Maximal activations of pool5 units

conv5 DeConv visualization

PART I

INTRODUCTION

MODELING IMAGES

MODELING LANGUAGE

PART II

INTRO TO CAFFE

Deep Convolutional-

Recurrent Network Translating Videos to Natural Language Using Deep Recurrent Neural

Networks. Subhashini Venugopalan, Huijun Xu, Jeff Donahue, Marcus

Rohrbach, Raymond Mooney, Kate Saenko. NAACL 2015

Long-term Recurrent Convolutional Networks for Visual Recognition and

Description. Jeff Donahue, Lisa Hendricks, Sergio Guadarrama, Marcus

Rohrbach, Subhashini Venugopalan, Kate Saenko, Trevor Darrell. CVPR 2015.

Deep Convolutional Neural Networks

• Learn robust high-level image representations

• achieve state-of-the-art results on image tasks

• But, do not handle sequences

• Idea: combine with Recurrent Neural Network

Recurrent

Convolutional

Contributions

● End-to-end deep video description o deep image and language model

● Leverage still image caption data

Recurrent neural networks

• Distributed hidden state stores

past information efficiently

• Non-linear dynamics

• with enough neurons and time,

can compute any function

based on slide by Geoff Hinton

1. Extract deep features from each frame

2. Create a fixed length vector representation of the video

input frames

Sentence

3. Decode the vector to a sentence

● Easier to train than RNN

● Impressive results for

○ speech recognition

○ handwriting

recognition

○ translation

Background - LSTM Unit

● Our model o 2 layers of LSTM units (hidden state

of first is input to second)

o Output- Softmax - probability

distribution over vocabulary of words

Input Video Convolutional Net Recurrent Net Output

playing

Evaluation

● Subject, Verb, Object accuracy o SVO extracted from the generated sentence

o “A woman shredding chicken in a kitchen”

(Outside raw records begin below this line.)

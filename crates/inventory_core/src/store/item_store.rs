//! Async item store with live queries.
//!
//! # Responsibility
//! - Expose item CRUD as futures that never block the caller's thread.
//! - Expose read queries as streams that re-run after every effective write.
//!
//! # Invariants
//! - SQL runs on the blocking pool, serialized by the shared connection lock.
//! - Observers are notified only after a write that changed at least one row,
//!   from the blocking call itself, so a dropped caller cannot swallow it.
//! - A live query emits its current result first, then once per observed
//!   change; bursts of writes may coalesce into one emission.
//!
//! All futures and streams here must be polled inside a Tokio runtime.

use crate::db::database::DatabaseInner;
use crate::db::DbError;
use crate::model::item::{Item, ItemId};
use crate::repo::item_repo::{ItemRepository, RepoError, RepoResult, SqliteItemRepository};
use futures::stream::{self, BoxStream, StreamExt};
use log::{debug, trace};
use std::future::Future;
use std::sync::Arc;
use tokio::sync::watch;

/// Live stream of one item.
pub type ItemStream = BoxStream<'static, RepoResult<Item>>;
/// Live stream of every item, ordered by name.
pub type ItemsStream = BoxStream<'static, RepoResult<Vec<Item>>>;

/// Persistence contract consumed by the controller.
pub trait ItemStore: Send + Sync + 'static {
    /// Persists a new item. A conflicting id is ignored and yields `None`.
    fn insert(&self, item: Item) -> impl Future<Output = RepoResult<Option<ItemId>>> + Send;

    /// Overwrites the row with `item.id`. Yields `false` if no row matched.
    fn update(&self, item: Item) -> impl Future<Output = RepoResult<bool>> + Send;

    /// Removes the row with `item.id`. Yields `false` if it was absent.
    fn delete(&self, item: Item) -> impl Future<Output = RepoResult<bool>> + Send;

    /// Live view of one row.
    ///
    /// Emits the row, then again whenever its value changes. Emits nothing
    /// while the row does not exist.
    fn get_item(&self, id: ItemId) -> ItemStream;

    /// Live view of the whole table ordered by name ascending.
    ///
    /// Emits the current collection, then again after every effective write.
    fn get_items(&self) -> ItemsStream;
}

/// `ItemStore` backed by the shared SQLite connection.
#[derive(Debug, Clone)]
pub struct SqliteItemStore {
    db: Arc<DatabaseInner>,
}

impl SqliteItemStore {
    pub(crate) fn new(db: Arc<DatabaseInner>) -> Self {
        Self { db }
    }

    async fn run<T, F>(&self, query: F) -> RepoResult<T>
    where
        T: Send + 'static,
        F: FnOnce(&SqliteItemRepository<'_>) -> RepoResult<T> + Send + 'static,
    {
        self.run_write(query, |_| false).await
    }

    /// Runs `write` and, when `changed` holds for its result, notifies
    /// observers from the same blocking call. The notification is sent even if
    /// the awaiting task has been aborted in the meantime.
    async fn run_write<T, F>(&self, write: F, changed: fn(&T) -> bool) -> RepoResult<T>
    where
        T: Send + 'static,
        F: FnOnce(&SqliteItemRepository<'_>) -> RepoResult<T> + Send + 'static,
    {
        let db = Arc::clone(&self.db);
        tokio::task::spawn_blocking(move || -> RepoResult<T> {
            let result = {
                let conn = db.lock()?;
                write(&SqliteItemRepository::from_ready(&conn))?
            };
            if changed(&result) {
                db.tracker.notify();
            }
            Ok(result)
        })
        .await
        .map_err(|err| RepoError::Db(DbError::Worker(err.to_string())))?
    }
}

impl ItemStore for SqliteItemStore {
    fn insert(&self, item: Item) -> impl Future<Output = RepoResult<Option<ItemId>>> + Send {
        let store = self.clone();
        async move {
            let inserted = store
                .run_write(move |repo| repo.insert_item(&item), Option::is_some)
                .await?;
            debug!(
                "event=item_insert module=store status=ok inserted={} id={:?}",
                inserted.is_some(),
                inserted
            );
            Ok(inserted)
        }
    }

    fn update(&self, item: Item) -> impl Future<Output = RepoResult<bool>> + Send {
        let store = self.clone();
        async move {
            let id = item.id;
            let changed = store
                .run_write(move |repo| repo.update_item(&item), |changed| *changed)
                .await?;
            debug!("event=item_update module=store status=ok id={id} changed={changed}");
            Ok(changed)
        }
    }

    fn delete(&self, item: Item) -> impl Future<Output = RepoResult<bool>> + Send {
        let store = self.clone();
        async move {
            let id = item.id;
            let changed = store
                .run_write(move |repo| repo.delete_item(&item), |changed| *changed)
                .await?;
            debug!("event=item_delete module=store status=ok id={id} changed={changed}");
            Ok(changed)
        }
    }

    fn get_item(&self, id: ItemId) -> ItemStream {
        let initial = ItemObserver {
            live: LiveQuery::new(self.clone()),
            last: None,
        };

        stream::unfold(initial, move |mut observer| async move {
            loop {
                if !observer.live.wait_for_change().await {
                    return None;
                }
                match observer.live.store.run(move |repo| repo.get_item(id)).await {
                    Ok(Some(item)) if observer.last.as_ref() != Some(&item) => {
                        trace!("event=item_emit module=store id={id}");
                        observer.last = Some(item.clone());
                        return Some((Ok(item), observer));
                    }
                    // Unchanged row: a write touched some other item.
                    Ok(Some(_)) => {}
                    Ok(None) => observer.last = None,
                    Err(err) => return Some((Err(err), observer)),
                }
            }
        })
        .boxed()
    }

    fn get_items(&self) -> ItemsStream {
        stream::unfold(LiveQuery::new(self.clone()), |mut live| async move {
            if !live.wait_for_change().await {
                return None;
            }
            let result = live.store.run(|repo| repo.list_items()).await;
            if let Ok(items) = &result {
                trace!("event=items_emit module=store count={}", items.len());
            }
            Some((result, live))
        })
        .boxed()
    }
}

/// Re-run trigger shared by live queries.
struct LiveQuery {
    store: SqliteItemStore,
    changes: watch::Receiver<u64>,
    primed: bool,
}

impl LiveQuery {
    fn new(store: SqliteItemStore) -> Self {
        let changes = store.db.tracker.subscribe();
        Self {
            store,
            changes,
            primed: false,
        }
    }

    /// Resolves immediately on first call, then after the next change.
    ///
    /// Returns `false` once the change source is gone.
    async fn wait_for_change(&mut self) -> bool {
        if self.primed && self.changes.changed().await.is_err() {
            return false;
        }
        self.primed = true;
        // Marked before the query runs so a write racing the query still
        // triggers another pass.
        self.changes.borrow_and_update();
        true
    }
}

struct ItemObserver {
    live: LiveQuery,
    last: Option<Item>,
}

o Most Common or Any Valid

● BLEU

● METEOR

● Human Evaluation

Results - SVO (Binary, Most Common)

Results - Generation

Model BLEU METEOR

FGM 13.68 23.9

LSTMFlickr 10.29 19.52

LSTMCOCO 12.66 20.96

LSTM-YT 31.19 26.87

LSTM-YTFlickr 32.03 27.87

LSTM-YTCOCO 33.29 29.07

LSTM-YTCOCO+Flickr 33.29 28.88 More fluent, but not enough training data in Youtube dataset

to train good language model

Idea: pre-learn on still image captions

Dataset Train Validation Test

Flickr30k ~28000 1000 1000

COCO2014 82783 40504 -

YouTube 1200 100 670

Pre-Train on Still Images (Flickr30k and COCO2014)

scaling

Input Image Convolutional Net Recurrent Net Output

Input Video Convolutional Net Recurrent Net Output

playing

Fine-Tune on Videos

Results - SVO (Binary, Most Common)

Modeling Images, Videos and Text Using the Caffe Deep Learning Library, part 1 (by Kate Saenko)

Science

Transcript of Modeling Images, Videos and Text Using the Caffe Deep Learning Library, part 1 (by Kate Saenko)

Caffe & Bevande

Dolci Caffe’ Liquori - Tamburino

PEARL: Perceptual Adaptive Representation Learning in the ...dimacs.rutgers.edu/Workshops/FieldPIMeeting/Slides/... · • Eric Tzeng, Judy Hoffman, Trevor Darrell, Kate Saenko, Simultaneous

Caffe Latte

Adaptive Deep Learning for Visual Understanding › wp-content › uploads › 2018 › 06 › Ada… · Eric Tzeng, Judy Hoffman, Trevor Darrell, Kate Saenko. “Simultaneous Deep

Visual Sense Disambiguation: A Multimodal Approach PhD thesis by Kate Saenko Computer Science and AI Lab Massachusetts Institute of Technology Advisor:

Catalog Caffe Stolova HULSTA

Delonghi Caffe Venenzia Manual

Caffe Europa No. 35

CAFFE LADRO - Nexternal · increasingly important component of Caffe Ladro’s business model. According to Adrienne Kerrigan, Wholesale Marketing Coordinator at Caffe Ladro, improving

arXiv:1609.04356v1 [cs.CV] 14 Sep 2016cs-people.bu.edu/xpeng/pdfs/combining_accv2016.pdf · arXiv:1609.04356v1 [cs.CV] 14 Sep 2016. 2 Xingchao Peng and Kate Saenko Fig.1.Two-Stream

CAFFE LAVAZZA - eataly.com · DRIP COFFEE 3 ESPRESSO 3.50 CAPPUCCINO 4.50 CAFFE LATTE 4.50 CAFFE AMERICANO 4 CAFFE CORRETTO 8 LA VIA DEL TE TEA 4 Ask about today’s selection. CAFFE

Carravaggio caffe

caffe ck · PDF fileTitle: caffe ck Created Date: 1/9/2014 4:20:04 PM

Каталог Machiavelli Caffe

Nonnas Caffe & Colazione

Learning Deep Object Detectors From 3D Models · 2015-10-24 · Learning Deep Object Detectors from 3D Models Xingchao Peng, Baochen Sun, Karim Ali, Kate Saenko University of Massachusetts

CUDA & CAFFE

Caffe Vita Website Redesign

Dictionary-based Visual Sense Models Kate Saenko and Trevor Darrell.